BRIEF
Print the data that follows exactly.

Saved entries:
________________

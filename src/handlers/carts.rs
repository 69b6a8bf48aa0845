use axum::{
    extract::{Path, State},
    response::IntoResponse,
    routing::{delete, get, post},
    Json, Router,
};
use rust_decimal::Decimal;
use serde::Serialize;
use std::sync::Arc;
use utoipa::ToSchema;
use uuid::Uuid;

use crate::errors::ServiceError;
use crate::handlers::common::{created_response, success_response};
use crate::models::product::LineItem;
use crate::models::schema::{self, ConfigField};
use crate::AppState;

#[derive(Debug, Serialize, ToSchema)]
pub struct CartView {
    pub cart_id: Uuid,
    pub items: Vec<LineItem>,
    pub total: Decimal,
}

/// Configuration schema resolved for one cart line, keyed by position.
#[derive(Debug, Serialize)]
pub struct LineSchema {
    pub index: usize,
    pub name: String,
    pub fields: &'static [ConfigField],
}

pub fn routes() -> Router<Arc<AppState>> {
    Router::new()
        .route("/carts", post(create_cart))
        .route("/carts/:id", get(get_cart))
        .route("/carts/:id/items", post(add_item))
        .route("/carts/:id/items/:index", delete(remove_item))
        .route("/carts/:id/schemas", get(get_schemas))
}

fn view(state: &AppState, cart_id: Uuid) -> Result<CartView, ServiceError> {
    let items = state.services.carts.items(cart_id)?;
    let total = state.services.carts.total(cart_id)?;
    Ok(CartView {
        cart_id,
        items,
        total,
    })
}

pub async fn create_cart(
    State(state): State<Arc<AppState>>,
) -> Result<impl IntoResponse, ServiceError> {
    let cart_id = state.services.carts.create();
    Ok(created_response(view(&state, cart_id)?))
}

pub async fn get_cart(
    State(state): State<Arc<AppState>>,
    Path(id): Path<Uuid>,
) -> Result<impl IntoResponse, ServiceError> {
    Ok(success_response(view(&state, id)?))
}

pub async fn add_item(
    State(state): State<Arc<AppState>>,
    Path(id): Path<Uuid>,
    Json(item): Json<LineItem>,
) -> Result<impl IntoResponse, ServiceError> {
    state.services.carts.add_item(id, item)?;
    Ok(success_response(view(&state, id)?))
}

pub async fn remove_item(
    State(state): State<Arc<AppState>>,
    Path((id, index)): Path<(Uuid, usize)>,
) -> Result<impl IntoResponse, ServiceError> {
    state.services.carts.remove_item(id, index)?;
    Ok(success_response(view(&state, id)?))
}

/// Resolved configuration schema per line, in cart order. Drives the
/// customization step of the checkout UI.
pub async fn get_schemas(
    State(state): State<Arc<AppState>>,
    Path(id): Path<Uuid>,
) -> Result<impl IntoResponse, ServiceError> {
    let items = state.services.carts.items(id)?;
    let schemas: Vec<LineSchema> = items
        .iter()
        .enumerate()
        .map(|(index, item)| LineSchema {
            index,
            name: item.name.clone(),
            fields: schema::schema_for(item),
        })
        .collect();
    Ok(success_response(schemas))
}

________________

WORKED SOLUTION
filename src/handlers/carts.rs
repository 69b6a8bf48aa0845
use axum::{
    extract::{Path, State},
    response::IntoResponse,
    routing::{delete, get, post},
    Json, Router,
};
use rust_decimal::Decimal;
use serde::Serialize;
use std::sync::Arc;
use utoipa::ToSchema;
use uuid::Uuid;

use crate::errors::ServiceError;
use crate::handlers::common::{created_response, success_response};
use crate::models::product::LineItem;
use crate::models::schema::{self, ConfigField};
use crate::AppState;

#[derive(Debug, Serialize, ToSchema)]
pub struct CartView {
    pub cart_id: Uuid,
    pub items: Vec<LineItem>,
    pub total: Decimal,
}

/// Configuration schema resolved for one cart line, keyed by position.
#[derive(Debug, Serialize)]
pub struct LineSchema {
    pub index: usize,
    pub name: String,
    pub fields: &'static [ConfigField],
}

pub fn routes() -> Router<Arc<AppState>> {
    Router::new()
        .route("/carts", post(create_cart))
        .route("/carts/:id", get(get_cart))
        .route("/carts/:id/items", post(add_item))
        .route("/carts/:id/items/:index", delete(remove_item))
        .route("/carts/:id/schemas", get(get_schemas))
}

fn view(state: &AppState, cart_id: Uuid) -> Result<CartView, ServiceError> {
    let items = state.services.carts.items(cart_id)?;
    let total = state.services.carts.total(cart_id)?;
    Ok(CartView {
        cart_id,
        items,
        total,
    })
}

pub async fn create_cart(
    State(state): State<Arc<AppState>>,
) -> Result<impl IntoResponse, ServiceError> {
    let cart_id = state.services.carts.create();
    Ok(created_response(view(&state, cart_id)?))
}

pub async fn get_cart(
    State(state): State<Arc<AppState>>,
    Path(id): Path<Uuid>,
) -> Result<impl IntoResponse, ServiceError> {
    Ok(success_response(view(&state, id)?))
}

pub async fn add_item(
    State(state): State<Arc<AppState>>,
    Path(id): Path<Uuid>,
    Json(item): Json<LineItem>,
) -> Result<impl IntoResponse, ServiceError> {
    state.services.carts.add_item(id, item)?;
    Ok(success_response(view(&state, id)?))
}

pub async fn remove_item(
    State(state): State<Arc<AppState>>,
    Path((id, index)): Path<(Uuid, usize)>,
) -> Result<impl IntoResponse, ServiceError> {
    state.services.carts.remove_item(id, index)?;
    Ok(success_response(view(&state, id)?))
}

/// Resolved configuration schema per line, in cart order. Drives the
/// customization step of the checkout UI.
pub async fn get_schemas(
    State(state): State<Arc<AppState>>,
    Path(id): Path<Uuid>,
) -> Result<impl IntoResponse, ServiceError> {
    let items = state.services.carts.items(id)?;
    let schemas: Vec<LineSchema> = items
        .iter()
        .enumerate()
        .map(|(index, item)| LineSchema {
            index,
            name: item.name.clone(),
            fields: schema::schema_for(item),
        })
        .collect();
    Ok(success_response(schemas))
}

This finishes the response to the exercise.